Michael, Terry, and their family are not alone in facing a long, daunting journey to access life-enhancing therapy for a disease with no cure. In the European Union, less than five percent of rare diseases have at least one approved treatment.[1] It can take up to five years for adults to receive a diagnosis, and half of patients will receive a misdiagnosis first.

By 2030, the goal is to support the development of 1,000 new therapies in Europe.[2] However, rare diseases challenge traditional ways of doing business. Once a medicine is approved, organizations must launch and scale quickly, often across multiple markets. Field medical teams must keep track of complex science at a time when the volume of medical knowledge is doubling every 73 days.[3] They need to identify, engage, and provide education to relevant healthcare professionals (HCPs) and experts even though they’re harder to reach via traditional methods (Veeva Pulse data shows that in-person meetings with physicians have declined in Europe in the last 12 months).

Despite these difficulties, life sciences organizations are improving how their teams organize market access and educate prescribing doctors on new medicines. Companies with comprehensive, accurate healthcare ecosystem data and insights relating to medical experts can prepare the market pre-launch and hit the ground running to accelerate execution after launch. This helps all customer-facing teams to deliver a consistently high-value scientific exchange in which every interaction builds off the last.
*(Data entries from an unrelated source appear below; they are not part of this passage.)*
//! Playlist reconciliation.
//!
//! Recomputes each station's top-played aggregate and replaces the remote
//! playlist's contents in a single authoritative write. The run is paired
//! with the token writer task: the reconciler's token refreshes land in the
//! store, and cancelling the writer afterwards forces its drain write so the
//! last refresh is durable before the process exits.

use anyhow::{anyhow, Context, Result};
use chrono::{TimeDelta, Utc};
use radiodb_core::{Config, Database, PlaylistConfig, Station, StationConfig};
use radiodb_spotify::auth::TokenStore;
use radiodb_spotify::SpotifyClient;
use std::sync::Arc;
use tokio_util::sync::CancellationToken;
use tracing::{info, warn};

/// Remote playlists never exceed this many items, whatever the configured
/// limit says.
const MAX_PLAYLIST_ITEMS: u32 = 100;

/// Reconcile every configured playlist, or only those of `station_key`.
pub async fn run(db: &Arc<Database>, config: &Config, station_key: Option<&str>) -> Result<()> {
    let tokens = TokenStore::load(db, &config.spotify.auth_seed).await?;
    let spotify = SpotifyClient::new(&config.spotify, Arc::clone(&tokens)).await?;

    let cancel = CancellationToken::new();
    let writer = {
        let tokens = Arc::clone(&tokens);
        let db = Arc::clone(db);
        let cancel = cancel.clone();
        tokio::spawn(async move { tokens.run_writer(&db, cancel).await })
    };

    let result = reconcile_stations(db, &spotify, config, station_key).await;

    // Stop the writer and wait for its drain write before reporting.
    cancel.cancel();
    writer.await.context("Token writer aborted")?;
    result
}

async fn reconcile_stations(
    db: &Database,
    spotify: &SpotifyClient,
    config: &Config,
    station_key: Option<&str>,
) -> Result<()> {
    let stations: Vec<&StationConfig> = match station_key {
        Some(key) => vec![config
            .station(key)
            .ok_or_else(|| anyhow!("unknown station key {key:?}"))?],
        None => config.stations.iter().collect(),
    };

    for station_config in stations {
        if station_config.playlists.is_empty() {
            continue;
        }
        let station = db
            .upsert_station(&station_config.key, &station_config.name, &station_config.url)
            .await?;
        for playlist_config in &station_config.playlists {
            reconcile(db, spotify, &station, playlist_config)
                .await
                .with_context(|| {
                    format!("Failed to reconcile {} playlist", station_config.key)
                })?;
        }
    }
    Ok(())
}

async fn reconcile(
    db: &Database,
    spotify: &SpotifyClient,
    station: &Station,
    playlist_config: &PlaylistConfig,
) -> Result<()> {
    let playlist = db
        .ensure_playlist(station.id, playlist_config.kind.as_str())
        .await?;

    // Create the remote playlist only while no URI is stored; the URI is
    // monotonic and never overwritten.
    let playlist_uri = match playlist.spotify_uri {
        Some(uri) => uri,
        None => {
            let uri = spotify
                .create_playlist(
                    &playlist_name(station),
                    &playlist_description(station, playlist_config),
                )
                .await?;
            if db.set_playlist_uri_if_unset(playlist.id, &uri).await? {
                uri
            } else {
                // Someone else created it between our read and write; theirs
                // wins and ours is left orphaned on the remote side.
                warn!("Playlist for {} was created concurrently", station.key);
                db.ensure_playlist(station.id, playlist_config.kind.as_str())
                    .await?
                    .spotify_uri
                    .ok_or_else(|| anyhow!("playlist row lost its URI"))?
            }
        }
    };

    let since = Utc::now() - TimeDelta::days(i64::from(playlist_config.days));
    let limit = playlist_config.limit.min(MAX_PLAYLIST_ITEMS);
    let top = db.top_songs(station.id, since, limit).await?;
    let uris: Vec<String> = top.into_iter().filter_map(|song| song.spotify_uri).collect();

    info!(
        "Replacing {} items on {} ({})",
        uris.len(),
        playlist_uri,
        station.name
    );
    spotify.replace_playlist_items(&playlist_uri, &uris).await?;
    Ok(())
}

fn playlist_name(station: &Station) -> String {
    format!("{} most played", station.name)
}

fn playlist_description(station: &Station, playlist_config: &PlaylistConfig) -> String {
    format!(
        "The most played songs on {} for the last {} days. Not official. Might have mistakes.",
        station.name, playlist_config.days
    )
}

#[cfg(test)]
#[allow(clippy::unwrap_used)]
mod tests {
    use super::*;

    fn station() -> Station {
        Station {
            id: 1,
            key: "georgefm".into(),
            name: "George FM".into(),
            url: "http://x".into(),
        }
    }

    #[test]
    fn remote_playlist_naming() {
        let config = PlaylistConfig::default();
        assert_eq!(playlist_name(&station()), "George FM most played");
        assert_eq!(
            playlist_description(&station(), &config),
            "The most played songs on George FM for the last 7 days. \
             Not official. Might have mistakes."
        );
    }

    #[test]
    fn limit_is_hard_capped() {
        let config = PlaylistConfig {
            limit: 500,
            ..Default::default()
        };
        assert_eq!(config.limit.min(MAX_PLAYLIST_ITEMS), 100);
        let config = PlaylistConfig {
            limit: 25,
            ..Default::default()
        };
        assert_eq!(config.limit.min(MAX_PLAYLIST_ITEMS), 25);
    }
}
Greater agility during launch

Emerging biopharmas play a key role in delivering treatments for affected patients. Of the 192 orphan medicinal products (OMPs) authorized by the European Medicines Agency (EMA) between 2010 and 2022, one in ten successful applicants was designated an ‘SME’.[4] Facing more resource constraints than their competitors (which may have sales organizations multiple times their size), early-stage companies are increasingly seeking the best customer reference data and key opinion leader (KOL) insights to become more nimble when launching new treatments.
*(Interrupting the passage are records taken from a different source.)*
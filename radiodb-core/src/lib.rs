pub mod canonical;
pub mod config;
pub mod db;
pub mod error;

pub use canonical::{normalise, song_key};
pub use config::{
    Config, DatabaseConfig, FilterConfig, PlaylistConfig, PlaylistKind, SpotifyConfig,
    StationConfig,
};
pub use db::{Database, Pending, Playlist, Song, StateKey, Station, TopSong};
pub use error::CoreError;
Rich information on experts, available in CRM, supported Sweden-headquartered Sobi to launch the first and only medicine for hemophagocytic lymphohistiocytosis (HLH) — a rare, hyperinflammatory condition affecting one in 50,000 resulting in a two-month life expectancy. In the U.S., MSLs at the company now routinely use real-time intelligence to find the right KOLs, understand their interests, priorities, and activities, and consolidate scientific information and updates. “90% of MSLs found new insights for their next engagements, which is critical for a rare disease company with lean teams,” says Rich Palizzolo, executive director of CX and advanced commercial capabilities at Sobi.

An added complexity is that rare diseases often involve several specialties. MSL teams have to get up to speed quickly on multiple areas before meeting experts — while also being responsible for other (more mainstream) therapeutic areas. ADVANZ PHARMA, which focuses on specialty, hospital, and rare disease medicine, found having scientific resources and activity data in one place helped MSLs use their time efficiently. Head of CRM and Digital Solutions for Global Commercial Excellence, Andy Eeckhout, notes: “Our customer-facing teams need to be agile communicators and effectively switch to a more patient-oriented, in-depth scientific discussion than with generics. Pre-call planning is crucial for MSLs before and after launch. The more data they can find, including on past interactions, the better.”

Other companies use customer reference and patient data to improve operational agility as they launch and scale their first products across Europe. For example, one late-stage biotech leveraged its data on the healthcare ecosystem to get a head start on launch by identifying market access roles in Spain, Benelux, and the Nordic countries.

One voice to the physician

After identifying the right experts, teams can engage them more effectively by ensuring that each HCP interaction builds off the previous one. However, sales, marketing, and medical teams often use disconnected technology. As a result, 65% of HCP engagements are not synchronized.

When these teams are connected in the same system handovers are smoother, and HCPs can find answers quickly or connect with MSLs if needed. ADVANZ PHARMA introduced a pre-launch module in its CRM to help market access, medical, and commercial teams share information compliantly. Eeckhout explains: “Physicians need a direct line to the industry, so they know who to contact when they have questions. Medical and commercial teams need to talk to each other and remain agile across customer conversations.”

ANI Pharmaceuticals, which delivers treatments for certain rare autoimmune and inflammatory conditions, only had 75 days to commercialize following swifter-than-expected regulatory approval. By using an industry-specific CRM with master data management, it consolidated its view of each HCP to include interactions with medical and sales reps. “Having this information accessible within the CRM system facilitates more thoughtful and helpful conversations with providers, as well as sales teams’ success and high click-through email rates,” explains Bob Acropolis, executive director of operations and analytics at ANI.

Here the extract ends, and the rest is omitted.